**Records for the task:**
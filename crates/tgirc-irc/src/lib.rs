//! IRC adapter: a single plain or TLS connection to one server.
//!
//! Inbound lines are parsed on a reader task and handed to the bridge as
//! [`IrcEvent`]s. Outbound writes go through one mutex-guarded writer, so
//! lines from concurrent senders never interleave.

pub mod proto;

use std::sync::{Arc, Mutex as StdMutex};

use async_trait::async_trait;
use tgirc_core::{
    config::IrcConfig,
    errors::Error,
    events::{IrcEvent, IrcLine, IrcLineKind},
    ports::IrcPort,
    Result,
};
use tokio::{
    io::{
        AsyncBufReadExt, AsyncRead, AsyncReadExt, AsyncWrite, AsyncWriteExt, BufReader, WriteHalf,
    },
    net::TcpStream,
    sync::{mpsc, Mutex},
    task::JoinHandle,
};
use tokio_rustls::{
    rustls::{pki_types::ServerName, ClientConfig, RootCertStore},
    TlsConnector,
};
use tokio_util::sync::CancellationToken;
use tracing::{debug, info, warn};

use crate::proto::{Ctcp, Message};

const DEFAULT_PORT: u16 = 6667;
const DEFAULT_TLS_PORT: u16 = 6697;
const EVENT_QUEUE: usize = 256;
/// Longest inbound line: 8191 bytes of IRCv3 tags plus a 512-byte message.
pub const MAX_LINE_BYTES: usize = 8191 + 512;
const VERSION_REPLY: &str = concat!("tgirc ", env!("CARGO_PKG_VERSION"));

trait Transport: AsyncRead + AsyncWrite + Unpin + Send {}
impl<T: AsyncRead + AsyncWrite + Unpin + Send> Transport for T {}

type Writer = WriteHalf<Box<dyn Transport>>;

#[derive(Clone)]
pub struct IrcClient {
    inner: Arc<Inner>,
}

struct Inner {
    cfg: IrcConfig,
    channels: Vec<String>,
    writer: Mutex<Option<Writer>>,
    /// Current nick; changes if the configured one is taken.
    nick: StdMutex<String>,
}

impl IrcClient {
    pub fn new(cfg: IrcConfig, channels: Vec<String>) -> Self {
        let nick = cfg.nick.clone();
        Self {
            inner: Arc::new(Inner {
                cfg,
                channels,
                writer: Mutex::new(None),
                nick: StdMutex::new(nick),
            }),
        }
    }

    /// Connect, register and start reading.
    ///
    /// The returned receiver yields events until the connection closes or
    /// `cancel` fires; the task handle finishes at the same point.
    pub async fn connect(
        &self,
        cancel: CancellationToken,
    ) -> Result<(mpsc::Receiver<IrcEvent>, JoinHandle<()>)> {
        let (host, port) = split_address(&self.inner.cfg.address, self.inner.cfg.tls)?;
        info!(%host, port, tls = self.inner.cfg.tls, "connecting to IRC");

        let tcp = TcpStream::connect((host, port)).await?;
        let stream: Box<dyn Transport> = if self.inner.cfg.tls {
            Box::new(tls_connect(host, tcp).await?)
        } else {
            Box::new(tcp)
        };
        self.start(stream, cancel).await
    }

    async fn start(
        &self,
        stream: Box<dyn Transport>,
        cancel: CancellationToken,
    ) -> Result<(mpsc::Receiver<IrcEvent>, JoinHandle<()>)> {
        let (reader, writer) = tokio::io::split(stream);
        *self.inner.writer.lock().await = Some(writer);

        let nick = self.current_nick();
        self.send_raw(&proto::nick(&nick)).await?;
        self.send_raw(&proto::user(&self.inner.cfg.user, &self.inner.cfg.user))
            .await?;

        let (tx, rx) = mpsc::channel(EVENT_QUEUE);
        let client = self.clone();
        let task = tokio::spawn(async move {
            client.read_loop(reader, tx, cancel).await;
        });
        Ok((rx, task))
    }

    fn current_nick(&self) -> String {
        self.inner
            .nick
            .lock()
            .map(|n| n.clone())
            .unwrap_or_else(|_| self.inner.cfg.nick.clone())
    }

    async fn send_raw(&self, line: &str) -> Result<()> {
        let mut guard = self.inner.writer.lock().await;
        let w = guard
            .as_mut()
            .ok_or_else(|| Error::Transport("IRC connection is closed".to_string()))?;
        w.write_all(line.as_bytes()).await?;
        w.flush().await?;
        Ok(())
    }

    async fn read_loop(
        &self,
        reader: tokio::io::ReadHalf<Box<dyn Transport>>,
        tx: mpsc::Sender<IrcEvent>,
        cancel: CancellationToken,
    ) {
        let mut reader = BufReader::new(reader);
        let mut buf = Vec::with_capacity(512);
        // Set while skipping the rest of an over-long line.
        let mut discarding = false;
        loop {
            buf.clear();
            let mut limited = (&mut reader).take(MAX_LINE_BYTES as u64);
            tokio::select! {
              _ = cancel.cancelled() => {
                debug!("IRC reader cancelled");
                break;
              }
              n = limited.read_until(b'\n', &mut buf) => {
                match n {
                  Ok(0) => {
                    info!("IRC server closed the connection");
                    break;
                  }
                  Ok(_) => {}
                  Err(e) => {
                    warn!("IRC read failed: {e}");
                    break;
                  }
                }
                let complete = buf.last() == Some(&b'\n');
                if discarding {
                  discarding = !complete;
                  continue;
                }
                if !complete && buf.len() >= MAX_LINE_BYTES {
                  warn!(limit = MAX_LINE_BYTES, "discarding over-long IRC line");
                  discarding = true;
                  continue;
                }
                let line = String::from_utf8_lossy(&buf);
                let Some(msg) = Message::parse(&line) else { continue; };
                if let Err(e) = self.handle(msg, &tx).await {
                  warn!("IRC connection lost: {e}");
                  break;
                }
                if tx.is_closed() {
                  break;
                }
              }
            }
        }
        self.inner.writer.lock().await.take();
    }

    async fn handle(&self, msg: Message, tx: &mpsc::Sender<IrcEvent>) -> Result<()> {
        match msg.command.as_str() {
            "PING" => {
                let token = msg.param(0).unwrap_or_default();
                self.send_raw(&proto::pong(token)).await?;
            }
            "001" => {
                for channel in &self.inner.channels {
                    self.send_raw(&proto::join(channel)).await?;
                }
                if !self.inner.cfg.password.is_empty() {
                    let identify = format!("IDENTIFY {}", self.inner.cfg.password);
                    self.send_raw(&proto::privmsg("NickServ", &identify)).await?;
                }
                let _ = tx.send(IrcEvent::Registered).await;
            }
            "433" => {
                let next = {
                    let mut nick = self
                        .inner
                        .nick
                        .lock()
                        .map_err(|_| Error::External("nick lock poisoned".to_string()))?;
                    nick.push('_');
                    nick.clone()
                };
                warn!(%next, "nick in use, retrying");
                self.send_raw(&proto::nick(&next)).await?;
            }
            "PRIVMSG" => {
                let (Some(nick), Some(target), Some(body)) = (msg.nick(), msg.param(0), msg.param(1))
                else {
                    return Ok(());
                };
                let (kind, text) = match proto::parse_ctcp(body) {
                    None => (IrcLineKind::Message, body),
                    Some(Ctcp::Action(text)) => (IrcLineKind::Action, text),
                    Some(Ctcp::Version) => {
                        let reply = format!("{c}VERSION {VERSION_REPLY}{c}", c = proto::CTCP);
                        self.send_raw(&proto::notice(nick, &reply)).await?;
                        return Ok(());
                    }
                    Some(Ctcp::Other(verb)) => {
                        debug!(%nick, verb, "ignoring CTCP request");
                        return Ok(());
                    }
                };
                let line = IrcLine {
                    channel: target.to_string(),
                    nick: nick.to_string(),
                    text: text.to_string(),
                    kind,
                };
                let _ = tx.send(IrcEvent::Line(line)).await;
            }
            "ERROR" => warn!("IRC server error: {}", msg.param(0).unwrap_or_default()),
            _ => {}
        }
        Ok(())
    }
}

#[async_trait]
impl IrcPort for IrcClient {
    async fn privmsg(&self, channel: &str, text: &str) -> Result<()> {
        self.send_raw(&proto::privmsg(channel, text)).await
    }

    async fn quit(&self, message: &str) -> Result<()> {
        let mut guard = self.inner.writer.lock().await;
        let Some(mut w) = guard.take() else {
            return Ok(());
        };
        w.write_all(proto::quit(message).as_bytes()).await?;
        w.flush().await?;
        w.shutdown().await?;
        Ok(())
    }
}

/// `host:port`, `host` (default port) or `[v6]:port`.
fn split_address(address: &str, tls: bool) -> Result<(&str, u16)> {
    let default_port = if tls { DEFAULT_TLS_PORT } else { DEFAULT_PORT };
    let address = address.trim();
    if address.is_empty() {
        return Err(Error::Config("IRC address is empty".to_string()));
    }

    if let Some(rest) = address.strip_prefix('[') {
        let (host, tail) = rest
            .split_once(']')
            .ok_or_else(|| Error::Config(format!("invalid IRC address {address:?}")))?;
        return match tail.strip_prefix(':') {
            Some(port) => Ok((host, parse_port(address, port)?)),
            None => Ok((host, default_port)),
        };
    }

    match address.rsplit_once(':') {
        Some((host, port)) if !host.contains(':') => Ok((host, parse_port(address, port)?)),
        _ => Ok((address, default_port)),
    }
}

fn parse_port(address: &str, port: &str) -> Result<u16> {
    port.parse()
        .map_err(|_| Error::Config(format!("invalid port in IRC address {address:?}")))
}

async fn tls_connect(
    host: &str,
    tcp: TcpStream,
) -> Result<tokio_rustls::client::TlsStream<TcpStream>> {
    let mut roots = RootCertStore::empty();
    roots.extend(webpki_roots::TLS_SERVER_ROOTS.iter().cloned());
    let config = ClientConfig::builder()
        .with_root_certificates(roots)
        .with_no_client_auth();

    let server_name = ServerName::try_from(host.to_string())
        .map_err(|e| Error::Config(format!("invalid IRC host name {host:?}: {e}")))?;
    let stream = TlsConnector::from(Arc::new(config))
        .connect(server_name, tcp)
        .await?;
    Ok(stream)
}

**About this exercise:** Supply the count of lines in the entries that include "tail", and no other text.

**Solved exercise:** 2